--- Available data Enclosed Below ---
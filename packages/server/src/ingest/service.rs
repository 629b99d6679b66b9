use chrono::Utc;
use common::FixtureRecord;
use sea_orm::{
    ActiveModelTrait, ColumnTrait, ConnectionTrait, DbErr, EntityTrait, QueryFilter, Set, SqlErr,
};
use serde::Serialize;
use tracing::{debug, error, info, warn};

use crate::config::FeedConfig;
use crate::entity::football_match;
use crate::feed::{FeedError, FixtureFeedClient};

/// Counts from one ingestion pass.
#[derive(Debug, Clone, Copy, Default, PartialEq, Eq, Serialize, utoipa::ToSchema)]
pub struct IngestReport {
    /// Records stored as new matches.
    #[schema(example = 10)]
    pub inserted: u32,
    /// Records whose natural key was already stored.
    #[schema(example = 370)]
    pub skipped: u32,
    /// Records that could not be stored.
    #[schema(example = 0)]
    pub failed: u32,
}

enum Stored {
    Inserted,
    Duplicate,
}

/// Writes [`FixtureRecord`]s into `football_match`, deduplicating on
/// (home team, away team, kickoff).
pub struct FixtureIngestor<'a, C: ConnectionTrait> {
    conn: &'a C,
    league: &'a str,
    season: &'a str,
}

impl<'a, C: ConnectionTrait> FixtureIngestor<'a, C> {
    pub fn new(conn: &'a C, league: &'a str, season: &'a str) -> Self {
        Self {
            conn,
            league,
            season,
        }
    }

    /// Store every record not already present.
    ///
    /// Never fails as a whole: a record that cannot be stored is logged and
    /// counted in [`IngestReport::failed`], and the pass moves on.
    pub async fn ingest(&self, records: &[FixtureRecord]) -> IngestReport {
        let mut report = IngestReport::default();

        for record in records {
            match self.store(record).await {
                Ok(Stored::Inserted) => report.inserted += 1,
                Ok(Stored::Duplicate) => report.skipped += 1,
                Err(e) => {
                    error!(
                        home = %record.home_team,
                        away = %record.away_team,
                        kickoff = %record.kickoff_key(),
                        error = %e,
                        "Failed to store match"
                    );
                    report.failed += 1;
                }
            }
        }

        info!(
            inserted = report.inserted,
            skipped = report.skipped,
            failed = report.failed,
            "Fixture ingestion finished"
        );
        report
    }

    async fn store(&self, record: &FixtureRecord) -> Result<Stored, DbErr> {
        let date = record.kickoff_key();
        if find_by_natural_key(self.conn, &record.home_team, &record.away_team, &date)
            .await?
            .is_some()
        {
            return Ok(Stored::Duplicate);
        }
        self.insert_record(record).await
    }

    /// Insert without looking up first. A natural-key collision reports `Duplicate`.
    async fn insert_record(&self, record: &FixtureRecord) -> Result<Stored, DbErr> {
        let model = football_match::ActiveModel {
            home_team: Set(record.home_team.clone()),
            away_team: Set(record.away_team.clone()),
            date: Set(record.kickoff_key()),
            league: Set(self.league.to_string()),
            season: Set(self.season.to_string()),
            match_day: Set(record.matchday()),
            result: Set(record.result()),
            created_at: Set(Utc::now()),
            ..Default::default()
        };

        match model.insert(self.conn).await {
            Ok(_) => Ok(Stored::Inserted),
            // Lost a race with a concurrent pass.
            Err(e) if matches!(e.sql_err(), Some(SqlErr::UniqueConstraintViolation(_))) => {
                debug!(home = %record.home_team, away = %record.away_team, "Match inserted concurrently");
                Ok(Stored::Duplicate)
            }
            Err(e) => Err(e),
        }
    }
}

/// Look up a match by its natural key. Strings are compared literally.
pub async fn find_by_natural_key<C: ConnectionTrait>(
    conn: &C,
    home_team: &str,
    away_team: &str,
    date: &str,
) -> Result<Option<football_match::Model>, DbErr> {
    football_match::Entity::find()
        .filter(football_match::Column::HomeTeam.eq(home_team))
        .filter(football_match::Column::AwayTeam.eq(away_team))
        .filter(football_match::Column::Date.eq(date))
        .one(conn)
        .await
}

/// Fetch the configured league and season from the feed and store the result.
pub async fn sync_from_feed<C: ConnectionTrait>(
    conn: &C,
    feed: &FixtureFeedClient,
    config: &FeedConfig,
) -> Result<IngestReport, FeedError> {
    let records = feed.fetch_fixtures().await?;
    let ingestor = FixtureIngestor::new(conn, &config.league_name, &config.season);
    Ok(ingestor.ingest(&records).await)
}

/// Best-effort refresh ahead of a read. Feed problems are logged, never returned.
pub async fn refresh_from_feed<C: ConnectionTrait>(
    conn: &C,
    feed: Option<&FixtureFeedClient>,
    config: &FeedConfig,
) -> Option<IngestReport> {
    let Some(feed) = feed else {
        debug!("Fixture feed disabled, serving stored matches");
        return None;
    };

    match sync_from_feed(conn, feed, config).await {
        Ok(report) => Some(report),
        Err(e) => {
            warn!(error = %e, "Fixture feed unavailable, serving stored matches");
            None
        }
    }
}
--- End of Enclosed Available data ---
--- Available data Enclosed Below ---
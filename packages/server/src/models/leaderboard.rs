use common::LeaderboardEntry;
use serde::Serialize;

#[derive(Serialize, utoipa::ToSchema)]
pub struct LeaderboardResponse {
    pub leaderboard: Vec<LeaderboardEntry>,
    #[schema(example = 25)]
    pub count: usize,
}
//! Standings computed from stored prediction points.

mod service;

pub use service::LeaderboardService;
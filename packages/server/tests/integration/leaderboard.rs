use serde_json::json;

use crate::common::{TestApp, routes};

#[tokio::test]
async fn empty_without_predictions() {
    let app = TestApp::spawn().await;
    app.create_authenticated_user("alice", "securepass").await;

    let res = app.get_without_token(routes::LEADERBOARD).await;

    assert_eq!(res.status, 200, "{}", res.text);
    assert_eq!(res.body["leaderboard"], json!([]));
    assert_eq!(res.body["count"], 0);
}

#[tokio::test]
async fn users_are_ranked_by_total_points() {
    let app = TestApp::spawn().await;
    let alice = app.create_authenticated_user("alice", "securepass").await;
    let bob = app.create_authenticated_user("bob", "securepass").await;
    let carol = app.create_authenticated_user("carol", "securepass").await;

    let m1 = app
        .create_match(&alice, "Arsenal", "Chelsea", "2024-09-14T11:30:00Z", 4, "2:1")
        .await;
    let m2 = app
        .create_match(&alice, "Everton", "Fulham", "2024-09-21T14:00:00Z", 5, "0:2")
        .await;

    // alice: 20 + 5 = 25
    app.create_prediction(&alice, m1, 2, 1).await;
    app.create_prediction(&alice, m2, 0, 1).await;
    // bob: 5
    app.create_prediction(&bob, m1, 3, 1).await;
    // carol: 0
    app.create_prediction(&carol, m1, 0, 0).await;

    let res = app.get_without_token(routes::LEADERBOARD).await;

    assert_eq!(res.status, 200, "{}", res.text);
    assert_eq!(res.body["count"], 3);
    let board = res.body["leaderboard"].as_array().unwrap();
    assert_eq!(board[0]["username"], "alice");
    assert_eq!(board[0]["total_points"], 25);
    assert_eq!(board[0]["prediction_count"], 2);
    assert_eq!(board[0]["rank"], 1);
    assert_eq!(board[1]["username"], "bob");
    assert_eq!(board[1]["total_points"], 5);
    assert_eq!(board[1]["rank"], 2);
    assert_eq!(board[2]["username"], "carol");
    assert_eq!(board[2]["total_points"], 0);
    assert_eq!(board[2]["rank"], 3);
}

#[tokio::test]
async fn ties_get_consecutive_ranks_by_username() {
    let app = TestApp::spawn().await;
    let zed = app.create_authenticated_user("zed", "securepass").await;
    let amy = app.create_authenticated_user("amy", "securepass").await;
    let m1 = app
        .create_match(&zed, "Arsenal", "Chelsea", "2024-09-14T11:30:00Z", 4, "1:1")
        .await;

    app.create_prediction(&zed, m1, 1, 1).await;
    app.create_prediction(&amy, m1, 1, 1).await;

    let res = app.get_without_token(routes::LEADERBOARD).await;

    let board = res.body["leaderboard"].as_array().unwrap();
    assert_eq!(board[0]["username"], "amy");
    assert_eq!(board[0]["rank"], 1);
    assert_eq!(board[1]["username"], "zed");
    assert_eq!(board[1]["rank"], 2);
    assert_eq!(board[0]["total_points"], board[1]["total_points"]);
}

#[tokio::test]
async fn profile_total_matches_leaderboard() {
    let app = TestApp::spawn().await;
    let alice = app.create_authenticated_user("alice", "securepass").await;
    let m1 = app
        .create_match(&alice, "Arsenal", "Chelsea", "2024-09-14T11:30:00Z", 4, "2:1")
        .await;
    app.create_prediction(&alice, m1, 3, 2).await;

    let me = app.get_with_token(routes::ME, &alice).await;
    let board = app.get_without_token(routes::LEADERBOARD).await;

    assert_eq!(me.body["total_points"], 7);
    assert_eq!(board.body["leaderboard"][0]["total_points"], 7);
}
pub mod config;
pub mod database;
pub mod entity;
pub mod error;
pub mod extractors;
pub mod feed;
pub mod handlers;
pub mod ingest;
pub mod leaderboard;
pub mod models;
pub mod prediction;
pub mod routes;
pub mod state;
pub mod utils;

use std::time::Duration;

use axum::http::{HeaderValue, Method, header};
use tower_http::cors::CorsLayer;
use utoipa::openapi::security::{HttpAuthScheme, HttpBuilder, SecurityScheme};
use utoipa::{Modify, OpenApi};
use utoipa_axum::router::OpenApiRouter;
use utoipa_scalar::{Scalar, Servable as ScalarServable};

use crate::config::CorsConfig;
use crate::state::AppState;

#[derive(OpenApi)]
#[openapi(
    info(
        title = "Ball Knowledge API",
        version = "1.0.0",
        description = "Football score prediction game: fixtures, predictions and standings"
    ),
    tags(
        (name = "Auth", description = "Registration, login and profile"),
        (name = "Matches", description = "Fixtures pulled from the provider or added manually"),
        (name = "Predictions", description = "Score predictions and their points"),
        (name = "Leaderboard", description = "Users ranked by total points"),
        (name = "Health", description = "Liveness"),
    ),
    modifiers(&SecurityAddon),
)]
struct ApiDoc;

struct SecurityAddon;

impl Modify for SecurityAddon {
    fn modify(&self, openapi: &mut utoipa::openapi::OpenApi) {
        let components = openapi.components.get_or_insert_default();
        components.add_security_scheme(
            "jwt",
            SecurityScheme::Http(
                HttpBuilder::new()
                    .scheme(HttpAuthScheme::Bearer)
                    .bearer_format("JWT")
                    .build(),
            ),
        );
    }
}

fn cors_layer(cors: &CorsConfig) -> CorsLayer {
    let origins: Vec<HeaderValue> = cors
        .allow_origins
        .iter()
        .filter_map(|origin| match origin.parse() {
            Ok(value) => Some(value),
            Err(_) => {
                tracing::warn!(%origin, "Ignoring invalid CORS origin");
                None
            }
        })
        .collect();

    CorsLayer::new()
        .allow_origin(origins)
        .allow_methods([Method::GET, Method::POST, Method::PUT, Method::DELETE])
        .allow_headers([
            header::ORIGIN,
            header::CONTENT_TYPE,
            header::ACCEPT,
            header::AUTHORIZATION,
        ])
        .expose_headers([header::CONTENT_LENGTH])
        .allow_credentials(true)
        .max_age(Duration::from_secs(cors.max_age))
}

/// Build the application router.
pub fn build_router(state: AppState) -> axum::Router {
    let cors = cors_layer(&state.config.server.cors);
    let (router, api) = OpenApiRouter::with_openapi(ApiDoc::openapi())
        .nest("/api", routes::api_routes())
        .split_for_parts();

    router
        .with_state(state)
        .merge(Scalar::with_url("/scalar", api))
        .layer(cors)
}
--- End of Enclosed Available data ---
--- Available data Enclosed Below ---
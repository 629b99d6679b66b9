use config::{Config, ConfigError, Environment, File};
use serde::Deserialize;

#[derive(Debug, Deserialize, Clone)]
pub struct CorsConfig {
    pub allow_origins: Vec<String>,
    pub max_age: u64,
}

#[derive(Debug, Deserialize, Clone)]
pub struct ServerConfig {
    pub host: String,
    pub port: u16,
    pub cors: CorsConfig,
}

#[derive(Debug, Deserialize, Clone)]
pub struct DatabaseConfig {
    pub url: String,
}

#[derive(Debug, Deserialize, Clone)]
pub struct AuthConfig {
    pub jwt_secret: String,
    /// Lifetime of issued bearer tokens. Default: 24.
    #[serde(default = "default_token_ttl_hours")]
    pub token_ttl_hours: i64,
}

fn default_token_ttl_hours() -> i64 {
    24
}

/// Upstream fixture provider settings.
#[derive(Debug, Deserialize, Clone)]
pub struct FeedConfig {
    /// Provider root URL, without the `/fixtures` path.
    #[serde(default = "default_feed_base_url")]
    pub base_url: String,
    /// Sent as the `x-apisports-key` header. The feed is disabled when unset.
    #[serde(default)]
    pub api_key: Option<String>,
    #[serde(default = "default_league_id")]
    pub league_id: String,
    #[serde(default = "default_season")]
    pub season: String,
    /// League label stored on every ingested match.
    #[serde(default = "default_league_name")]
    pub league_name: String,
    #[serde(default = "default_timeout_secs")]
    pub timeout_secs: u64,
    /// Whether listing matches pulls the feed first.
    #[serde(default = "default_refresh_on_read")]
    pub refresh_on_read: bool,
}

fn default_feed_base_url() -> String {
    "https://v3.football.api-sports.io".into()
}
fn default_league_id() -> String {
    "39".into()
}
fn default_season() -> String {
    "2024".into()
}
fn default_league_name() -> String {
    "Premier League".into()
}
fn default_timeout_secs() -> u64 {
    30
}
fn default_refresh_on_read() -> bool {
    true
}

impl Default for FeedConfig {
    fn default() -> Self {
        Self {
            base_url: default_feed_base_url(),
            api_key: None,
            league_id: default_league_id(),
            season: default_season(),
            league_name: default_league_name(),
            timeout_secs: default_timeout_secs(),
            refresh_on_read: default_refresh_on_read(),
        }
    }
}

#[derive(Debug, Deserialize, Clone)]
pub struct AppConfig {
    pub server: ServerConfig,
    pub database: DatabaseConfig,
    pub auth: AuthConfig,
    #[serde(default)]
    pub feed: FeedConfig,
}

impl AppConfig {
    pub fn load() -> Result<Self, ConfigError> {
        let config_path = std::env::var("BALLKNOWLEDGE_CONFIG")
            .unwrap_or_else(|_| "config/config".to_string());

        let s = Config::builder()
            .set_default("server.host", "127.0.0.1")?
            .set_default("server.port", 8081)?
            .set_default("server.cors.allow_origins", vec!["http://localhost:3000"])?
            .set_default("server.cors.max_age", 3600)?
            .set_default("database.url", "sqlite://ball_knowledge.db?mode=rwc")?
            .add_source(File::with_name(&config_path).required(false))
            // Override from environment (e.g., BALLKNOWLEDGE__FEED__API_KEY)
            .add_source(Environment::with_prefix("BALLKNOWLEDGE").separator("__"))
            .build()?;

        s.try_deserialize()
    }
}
--- End of Enclosed Available data ---
= Requirement =
In the records above, find the lines containing "Duplicate" and copy them.

= Solution for this problem =
    Duplicate,
                Ok(Stored::Duplicate) => report.skipped += 1,
            return Ok(Stored::Duplicate);
    /// Insert without looking up first. A natural-key collision reports `Duplicate`.
                Ok(Stored::Duplicate)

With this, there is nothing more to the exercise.